%%

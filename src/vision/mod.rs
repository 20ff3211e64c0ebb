// Copyright (c) 2025 Fabstir
// SPDX-License-Identifier: BUSL-1.1
//! Vision processing module for image analysis
//!
//! This module provides:
//! - Image decoding with format sniffing
//! - Object detection via YOLOv8
//! - Zero-shot scene classification via CLIP
//!
//! Each ONNX session tries CUDA first and falls back to CPU.

pub mod clip;
pub mod detection;
pub mod image_utils;
pub mod model_manager;
pub mod session;
pub mod traits;

pub use clip::{ClipSceneClassifier, SCENE_LABELS};
pub use detection::{DetectionParams, YoloDetector};
pub use image_utils::{decode_image_bytes, detect_format, ImageError, ImageInfo, MAX_IMAGE_SIZE};
pub use model_manager::{VisionModelConfig, VisionModelInfo, VisionModelManager};
pub use session::{ExecutionDevice, OnnxSession};
pub use traits::{BoundingBox, Detection, ObjectDetector, SceneClassifier, SceneMatch};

%%

# Exercise goal
Word for word, transcribe all of the material.

# Solution to this task
filename src/vision/mod.rs
repository 20ff3211e64c0ebb
// Copyright (c) 2025 Fabstir
// SPDX-License-Identifier: BUSL-1.1
//! Vision processing module for image analysis
//!
//! This module provides:
//! - Image decoding with format sniffing
//! - Object detection via YOLOv8
//! - Zero-shot scene classification via CLIP
//!
//! Each ONNX session tries CUDA first and falls back to CPU.

pub mod clip;
pub mod detection;
pub mod image_utils;
pub mod model_manager;
pub mod session;
pub mod traits;

pub use clip::{ClipSceneClassifier, SCENE_LABELS};
pub use detection::{DetectionParams, YoloDetector};
pub use image_utils::{decode_image_bytes, detect_format, ImageError, ImageInfo, MAX_IMAGE_SIZE};
pub use model_manager::{VisionModelConfig, VisionModelInfo, VisionModelManager};
pub use session::{ExecutionDevice, OnnxSession};
pub use traits::{BoundingBox, Detection, ObjectDetector, SceneClassifier, SceneMatch};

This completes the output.